A nine-by-twelve-foot canvas of five loosely sketched, bright pink nudes swinging in a wild dance across emerald green grass under a vivid blue sky hung last week on the walls of Manhattan Art Dealer Pierre Matisse, flanked by a group of photographs and autograph letters. Bewildering to the cautious mind, the canvas was of first importance to the U. S. art world for it was a full-size preliminary sketch for La Danse, the most famed mural decoration that Dealer Matisse’s father, bearded Henri Matisse, ever did. Few U. S. art lovers have ever seen the original. With its companion piece, La Musique, another arrangement of pink nudes on green grass, it is one of the chief treasures of Moscow’s Museum of Modern Western Art.
The son of a solid wheat dealer of northern France, Artist Matisse dutifully began life as a lawyer’s apprentice, was forced to give up his law studies when a severe attack of appendicitis left him an invalid for many months. Painting was suggested to help his convalescence and he liked it so well that he never opened a law book again.

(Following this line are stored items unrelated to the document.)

use actix_web::{HttpResponse, web};
use chrono::Utc;
use hrm_sync::AppContext;
use hrm_sync::model::{LeaveRequest, LeaveStatus, LeaveType, day_start};
use serde::{Deserialize, Serialize};
use utoipa::{IntoParams, ToSchema};

use super::ApiResult;
use crate::auth::auth::AuthUser;

#[derive(Deserialize, ToSchema)]
pub struct CreateLeave {
    #[schema(example = "2026-01-01", format = "date", value_type = String)]
    pub start_date: chrono::NaiveDate,
    #[schema(example = "2026-01-01", format = "date", value_type = String)]
    pub end_date: chrono::NaiveDate,
    #[schema(example = "Casual Leave", value_type = String)]
    pub leave_type: LeaveType,
    #[schema(example = "Family event")]
    pub reason: String,
}

#[derive(Deserialize, ToSchema)]
pub struct ReviewLeave {
    #[schema(example = "Enjoy")]
    pub comments: Option<String>,
}

#[derive(Deserialize, IntoParams, ToSchema)]
pub struct LeaveFilter {
    /// Admins only: list this employee's requests
    pub employee_id: Option<String>,
    /// Admins only: `true` lists the pending review queue
    pub pending: Option<bool>,
}

#[derive(Serialize, ToSchema)]
pub struct LeaveListResponse {
    #[schema(value_type = Vec<Object>)]
    pub data: Vec<LeaveRequest>,
    #[schema(example = 1)]
    pub total: usize,
}

#[utoipa::path(
    get,
    path = "/api/leave",
    params(LeaveFilter),
    responses(
        (status = 200, description = "Leave requests", body = LeaveListResponse),
        (status = 401, description = "Unauthorized")
    ),
    security(("bearer_auth" = [])),
    tag = "Leave"
)]
pub async fn leave_list(
    auth: AuthUser,
    ctx: web::Data<AppContext>,
    query: web::Query<LeaveFilter>,
) -> ApiResult {
    let requests = if auth.role.is_admin() {
        match (&query.employee_id, query.pending.unwrap_or(false)) {
            (Some(employee_id), _) => ctx.leave.for_employee(employee_id).await?,
            (None, true) => ctx.leave.pending().await?,
            (None, false) => ctx.leave.records().query(&ctx.leave.records().query_all()).await?,
        }
    } else {
        ctx.leave.for_employee(auth.employee()?).await?
    };

    Ok(HttpResponse::Ok().json(LeaveListResponse {
        total: requests.len(),
        data: requests,
    }))
}

#[utoipa::path(
    get,
    path = "/api/leave/{id}",
    params(("id", Path, description = "Leave request id")),
    responses(
        (status = 200, description = "Leave request", body = Object),
        (status = 404, description = "Not found")
    ),
    security(("bearer_auth" = [])),
    tag = "Leave"
)]
pub async fn get_leave(
    auth: AuthUser,
    ctx: web::Data<AppContext>,
    path: web::Path<String>,
) -> ApiResult {
    let request = ctx.leave.records().require(&path).await?;
    auth.require_self_or_admin(&request.employee_id)?;
    Ok(HttpResponse::Ok().json(request))
}

#[utoipa::path(
    post,
    path = "/api/leave",
    request_body = CreateLeave,
    responses(
        (status = 201, description = "Leave request submitted", body = Object),
        (status = 400, description = "End date before start date")
    ),
    security(("bearer_auth" = [])),
    tag = "Leave"
)]
pub async fn create_leave(
    auth: AuthUser,
    ctx: web::Data<AppContext>,
    payload: web::Json<CreateLeave>,
) -> ApiResult {
    let employee = ctx.employees.get(auth.employee()?).await?;
    let payload = payload.into_inner();

    let request = ctx
        .leave
        .submit(LeaveRequest {
            id: String::new(),
            employee_id: employee.id,
            employee_name: employee.name,
            leave_type: payload.leave_type,
            start_date: day_start(payload.start_date),
            end_date: day_start(payload.end_date),
            reason: payload.reason,
            status: LeaveStatus::Pending,
            applied_date: Utc::now(),
            reviewer_id: None,
            reviewed_date: None,
            reviewer_comments: None,
        })
        .await?;
    Ok(HttpResponse::Created().json(request))
}

#[utoipa::path(
    put,
    path = "/api/leave/{id}/approve",
    params(("id", Path, description = "Leave request id")),
    request_body = ReviewLeave,
    responses(
        (status = 200, description = "Approved", body = Object),
        (status = 400, description = "Request is no longer pending"),
        (status = 409, description = "Reviewed concurrently by someone else")
    ),
    security(("bearer_auth" = [])),
    tag = "Leave"
)]
pub async fn approve_leave(
    auth: AuthUser,
    ctx: web::Data<AppContext>,
    path: web::Path<String>,
    body: web::Json<ReviewLeave>,
) -> ApiResult {
    auth.require_admin()?;
    let request = ctx
        .leave
        .approve(&path, &auth.user_id, body.into_inner().comments)
        .await?;
    Ok(HttpResponse::Ok().json(request))
}

#[utoipa::path(
    put,
    path = "/api/leave/{id}/reject",
    params(("id", Path, description = "Leave request id")),
    request_body = ReviewLeave,
    responses(
        (status = 200, description = "Rejected", body = Object),
        (status = 400, description = "Request is no longer pending"),
        (status = 409, description = "Reviewed concurrently by someone else")
    ),
    security(("bearer_auth" = [])),
    tag = "Leave"
)]
pub async fn reject_leave(
    auth: AuthUser,
    ctx: web::Data<AppContext>,
    path: web::Path<String>,
    body: web::Json<ReviewLeave>,
) -> ApiResult {
    auth.require_admin()?;
    let request = ctx
        .leave
        .reject(&path, &auth.user_id, body.into_inner().comments)
        .await?;
    Ok(HttpResponse::Ok().json(request))
}

#[utoipa::path(
    put,
    path = "/api/leave/{id}/cancel",
    params(("id", Path, description = "Leave request id")),
    responses(
        (status = 200, description = "Cancelled", body = Object),
        (status = 400, description = "Request is no longer pending")
    ),
    security(("bearer_auth" = [])),
    tag = "Leave"
)]
pub async fn cancel_leave(
    auth: AuthUser,
    ctx: web::Data<AppContext>,
    path: web::Path<String>,
) -> ApiResult {
    let request = ctx.leave.records().require(&path).await?;
    auth.require_self_or_admin(&request.employee_id)?;
    let request = ctx.leave.cancel(&path).await?;
    Ok(HttpResponse::Ok().json(request))
}

#[utoipa::path(
    get,
    path = "/api/leave/balances",
    params(LeaveFilter),
    responses(
        (status = 200, description = "Balance per leave type for the current year", body = Object)
    ),
    security(("bearer_auth" = [])),
    tag = "Leave"
)]
pub async fn leave_balances(
    auth: AuthUser,
    ctx: web::Data<AppContext>,
    query: web::Query<LeaveFilter>,
) -> ApiResult {
    let employee_id = match &query.employee_id {
        Some(employee_id) => employee_id.as_str(),
        None => auth.employee()?,
    };
    auth.require_self_or_admin(employee_id)?;

    let balances = ctx
        .reports
        .leave_balances(employee_id, Utc::now().date_naive())
        .await?;
    Ok(HttpResponse::Ok().json(balances))
}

Never one to starve unnecessarily, Henri Matisse discovered that an art student could make a fair living as a museum copyist. For ten years, while his own painting swung further and further to the Left, while his interest in oriental art—Persian miniatures in particular —grew by leaps & bounds, he worked for the Government making microscopically exact copies of the great paintings in the Louvre for private collectors and provincial museums. By 1906 Artist Matisse, still youthful, but bearded as he is today, had given up copying, was the leader of an insurgent group of painters who were derisively called Les Fauves (Wild Beasts).* Outraging conservatives, they acquired much publicity but few customers. To Paris from Russia, three years prior, had come one Serge Stchoukine, an immensely wealthy Muscovite whose fortune came from importing the one luxury that rag-wrapped moujiks would not do without: tea. Tea Tycoon Stchoukine had bought the 18th Century Troubetzkoy Palace, filled its rococo halls with gilded French furniture and crystal chandeliers. He also had an instinctive appreciation of what the younger French artists were trying to do. In Paris he bought the Fayet collection of Gauguins outright, bought one canvas from Henri Matisse. He liked it. In 1906 he was back in Paris for more Matisse pictures, but his walls were getting so crowded that he insisted they must be painted to certain specified sizes. Three years later Teaman Stchoukine was still convinced that Henri Matisse was a fine painter, gave him carte blanche to decorate the grand staircase of his palace. In his narrow knickerbockers and high laced shoes, Artist Matisse frequented at that time the Moulin Rouge and the Moulin de la Galette, contemplating the dancing cocottes that lame Toulouse-Lautrec had painted so shrewdly a few years earlier. Artist Matisse felt that the farandole, a sort of strumpets’ ring-around-a-rosy popular at both music halls, would be a suitable subject for the grand staircase of a Moscow bourgeois, and that is what he sent to his patron, reduced to simplest terms of nude figures and primitive colors.
Tourists in the Soviet capital may see the originals any day for a one-ruble ticket, but no longer in the Stchoukine mansion. Friend and fellow collector of Tea Tycoon Stchoukine was I. A. Morosov, who refined in the Ukraine beet sugar to put in Stchoukine tea. He also had a mansion, bought French moderns at a time when the rest of the world scoffed. Both collections were nationalized by the Bolsheviks in 1918, run as separate museums for a while, then assembled in the Morosov mansion in 1928. Drastically weeded by Soviet experts, strengthened by many additions from other bourgeois and aristocratic homes, the collection today is equalled only by that of Dr. Albert Barnes, the Argyrol tycoon of Merion, Pa. No book on modern French painting can claim authority without mentioning at least a dozen works in Moscow’s Museum of Western Art. Of Picasso alone, it boasts over 50 pictures.
* Members: Matisse, Braque, Van Dongen, Vlaminck, Duffy, Friesz.